All global initialization files must not have extended ACLs.
Overview
| Finding ID | Version | Rule ID | IA Controls | Severity |
|---|---|---|---|---|
| V-22356 | GEN001730 | SV-37279r1_rule | ECLP-1 | Medium |
| Description |
|---|
| Global initialization files are used to configure the user's shell environment upon login.

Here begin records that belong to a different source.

impl RuleEmitter for NinjaEmitter<'_> {
    fn compile(
        &mut self,
        graph: &BuildGraph,
        edge: &Edge,
        step: &Compile,
    ) -> Result<(), EmitError> {
        let compiler = self.env.compiler(&step.lang)?;
        let mut global = compiler.global_args.clone();
        global.extend(graph.global_options(&step.lang).iter().cloned());
        let (global_flags, flags) = self.flags_vars(&compiler.flags_var, global)?;

        // Older Ninja still reads the depfile, it just cannot log it.
        let deps_log = Feature::Deps.supported(self.env.backend_version.as_ref());
        let gcc_deps = compiler.deps_flavor == DepsFlavor::Gcc;
        let deps = match compiler.deps_flavor {
            DepsFlavor::Gcc => Some("gcc"),
            DepsFlavor::Msvc => Some("msvc"),
            DepsFlavor::None => None,
        }
        .filter(|_| deps_log);

        let precompile = step.is_precompile();
        let rule_name = if precompile {
            format!("{}_pch", compiler.rule_name)
        } else {
            compiler.rule_name.clone()
        };
        self.shared_rule(&rule_name, |this| {
            let cmd = this.cmd_var(&compiler.command_var, &compiler.command)?;
            let depfile = gcc_deps.then(|| concat(var("out"), ".d"));
            let deps_arg = match (&depfile, deps) {
                (Some(depfile), _) => Some(depfile.clone()),
                (None, Some(_)) => Some(SafeStr::text("")),
                (None, None) => None,
            };
            let output = if precompile { var("output") } else { var("out") };
            let mut rule = Rule::new(compiler.command(
                cmd.reference(),
                var("in"),
                output,
                flags.reference(),
                deps_arg,
            ));
            rule.depfile = depfile;
            rule.deps = deps.map(str::to_owned);
            Ok(rule)
        })?;

        let mut variables = Vec::new();
        if precompile {
            let primary = edge.output().ok_or(GraphError::NoOutputs)?;
            let written = edge.outputs.get(1).copied().unwrap_or(primary);
            variables.push((
                Var::new("output"),
                CommandLine::Args(vec![node_value(graph, written)?]),
            ));
        }
        let args = compile_args(graph, edge, step, &compiler)?;
        if !args.is_empty() {
            let mut value = vec![global_flags.reference()];
            value.extend(args);
            variables.push((flags, CommandLine::Args(value)));
        }

        let inputs = vec![node_value(graph, step.input())?];
        let mut implicit = node_values(graph, &step.pch)?;
        implicit.extend(node_values(graph, &edge.extra_deps)?);
        Self::describe(edge, &mut variables);
        let mut outputs = node_values(graph, &edge.outputs)?;
        let extra = outputs.split_off(1.min(outputs.len()));
        if deps.is_none() {
            return self.file.build(Build {
                outputs,
                implicit_outputs: extra,
                rule: rule_name,
                inputs,
                implicit,
                variables,
                ..Build::default()
            });
        }

        // The deps log records one output per statement; the rest become
        // phony aliases of the first.
        let primary = outputs.first().cloned().ok_or(GraphError::NoOutputs)?;
        self.file.build(Build {
            outputs,
            rule: rule_name,
            inputs,
            implicit,
            variables,
            ..Build::default()
        })?;
        for output in extra {
            let mut alias = Build::new(PHONY, vec![output]);
            alias.inputs.push(primary.clone());
            self.file.build(alias)?;
        }
        Ok(())
    }

    fn link(&mut self, graph: &BuildGraph, edge: &Edge, step: &Link) -> Result<(), EmitError> {
        let lang_names = link_langs(graph, step)?;
        let langs: Vec<&str> = lang_names.iter().map(String::as_str).collect();
        let linker = self.env.linker(step.mode, &langs)?;

        let mut global = linker.global_args.clone();
        if !step.mode.is_archive() {
            global.extend(graph.global_link_options().iter().cloned());
        }
        let (global_flags, flags) = self.flags_vars(&linker.flags_var, global)?;
        let libs_vars = match &linker.libs_var {
            Some(name) => Some(self.flags_vars(name, linker.global_libs.clone())?),
            None => None,
        };

        self.shared_rule(&linker.rule_name, |this| {
            let cmd = this.cmd_var(&linker.command_var, &linker.command)?;
            Ok(Rule::new(linker.command(
                cmd.reference(),
                var("in"),
                var("output"),
                flags.reference(),
                libs_vars.as_ref().map(|(_, libs)| libs.reference()),
            )))
        })?;

        let primary = edge.output().ok_or(GraphError::NoOutputs)?;
        let mut variables = vec![(
            Var::new("output"),
            CommandLine::Args(vec![node_value(graph, primary)?]),
        )];

        let mut flag_values = linker.mode_args.clone();
        if step.mode == LinkMode::SharedLibrary
            && let Some(&import) = edge.outputs.get(1)
        {
            flag_values.extend(linker.import_lib(graph.path_of(import)?));
        }
        flag_values.extend(step.options.iter().cloned());
        if !flag_values.is_empty() {
            let mut value = vec![global_flags.reference()];
            value.extend(flag_values);
            variables.push((flags, CommandLine::Args(value)));
        }
        if let Some((global_libs, libs)) = libs_vars {
            let mut lib_values = Vec::new();
            for &lib in &step.whole_archive {
                lib_values.extend(linker.whole_archive(graph.path_of(lib)?));
            }
            lib_values.extend(node_values(graph, &step.libs)?);
            lib_values.extend(step.lib_options.iter().cloned());
            if !lib_values.is_empty() {
                let mut value = vec![global_libs.reference()];
                value.extend(lib_values);
                variables.push((libs, CommandLine::Args(value)));
            }
        }

        let mut implicit = node_values(graph, step.whole_archive.iter().chain(&step.libs))?;
        implicit.extend(node_values(graph, &edge.extra_deps)?);
        Self::describe(edge, &mut variables);
        self.file.build(Build {
            outputs: node_values(graph, &edge.outputs)?,
            rule: linker.rule_name.clone(),
            inputs: node_values(graph, &step.files)?,
            implicit,
            variables,
            ..Build::default()
        })
    }

    fn copy_file(
        &mut self,
        graph: &BuildGraph,
        edge: &Edge,
        step: &CopyFile,
    ) -> Result<(), EmitError> {
        self.shared_rule("cp", |this| {
            let cp = this.tool_var("cp")?;
            Ok(Rule::new(Tool::invoke(cp.reference(), [var("in"), var("out")])))
        })?;
        let inputs = vec![node_value(graph, step.source)?];
        self.simple_build(graph, edge, "cp", inputs, Vec::new())
    }

    fn symlink(
        &mut self,
        graph: &BuildGraph,
        edge: &Edge,
        step: &Symlink,
    ) -> Result<(), EmitError> {
        self.shared_rule("symlink", |this| {
            let ln = this.tool_var("symlink")?;
            Ok(Rule::new(Tool::invoke(ln.reference(), [var("target"), var("out")])))
        })?;
        let primary = edge.output().ok_or(GraphError::NoOutputs)?;
        let link_dir = graph.path_of(primary)?.parent()?;
        let target = graph.path_of(step.target)?;
        let text = match target.relpath(&link_dir, "") {
            Ok(rel) => SafeStr::text(rel),
            Err(PathError::RootMismatch { .. }) => SafeStr::from(target),
            Err(err) => return Err(err.into()),
        };
        let variables = vec![(Var::new("target"), CommandLine::Args(vec![text]))];
        let inputs = vec![node_value(graph, step.target)?];
        self.simple_build(graph, edge, "symlink", inputs, variables)
    }

    fn command(
        &mut self,
        graph: &BuildGraph,
        edge: &Edge,
        step: &Command,
    ) -> Result<(), EmitError> {
        let primary = edge.output().ok_or(GraphError::NoOutputs)?;
        self.command_build(CommandBuild {
            outputs: node_values(graph, &edge.outputs)?,
            inputs: node_values(graph, &edge.extra_deps)?,
            commands: step.commands.clone(),
            env: step.env.clone(),
            console: step.console,
            phony: graph.node(primary)?.is_phony(),
            description: edge.description.clone(),
        })
    }

    fn write_file(
        &mut self,
        graph: &BuildGraph,
        edge: &Edge,
        step: &WriteFile,
    ) -> Result<(), EmitError> {
        self.shared_rule("printf", |this| {
            let printf = this.tool_var("printf")?;
            Ok(Rule::new(Tool::invoke(
                printf.reference(),
                [
                    SafeStr::text("%s\\n"),
                    var("lines"),
                    SafeStr::shell_literal(">"),
                    var("out"),
                ],
            )))
        })?;
        let lines = step.lines.iter().map(SafeStr::text).collect();
        let variables = vec![(Var::new("lines"), CommandLine::Args(lines))];
        self.simple_build(graph, edge, "printf", Vec::new(), variables)
    }

    fn echo_file(
        &mut self,
        graph: &BuildGraph,
        edge: &Edge,
        step: &EchoFile,
    ) -> Result<(), EmitError> {
        self.shared_rule("echo_file", |this| {
            let echo = this.tool_var("echo")?;
            Ok(Rule::new(Tool::invoke(
                echo.reference(),
                [var("text"), SafeStr::shell_literal(">"), var("out")],
            )))
        })?;
        let variables = vec![(
            Var::new("text"),
            CommandLine::Args(vec![SafeStr::text(&step.text)]),
        )];
        self.simple_build(graph, edge, "echo_file", Vec::new(), variables)
    }

    fn alias(&mut self, graph: &BuildGraph, edge: &Edge) -> Result<(), EmitError> {
        let mut build = Build::new(PHONY, node_values(graph, &edge.outputs)?);
        build.inputs = node_values(graph, &edge.extra_deps)?;
        self.file.build(build)
    }
}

Malicious modification of these files could compromise accounts upon logon. |
| STIG | Date |
|---|---|
| Red Hat Enterprise Linux 5 Security Technical Implementation Guide | 2017-03-01 |
Details
| Check Text ( C-35970r1_chk ) |
|---|
| Check global initialization files for extended ACLs: # ls -l /etc/bashrc /etc/csh.cshrc /etc/csh.login /etc/csh.logout /etc/environment /etc/ksh.kshrc /etc/profile /etc/suid_profile /etc/profile.d/* 2>null|grep "\+ " If the permissions include a '+', the file has an extended ACL. If the file has an extended ACL and it has not been documented with the IAO, this is a finding. |
| Fix Text (F-31225r1_fix) |
|---|
| Remove the extended ACL from the file. # ls -l etc/bashrc /etc/csh.cshrc /etc/csh.login /etc/csh.logout /etc/environment /etc/ksh.kshrc /etc/profile /etc/suid_profile /etc/profile.d/* 2>null|grep "\+ "|sed "s/^.* \///g"|xargs setfacl --remove-all |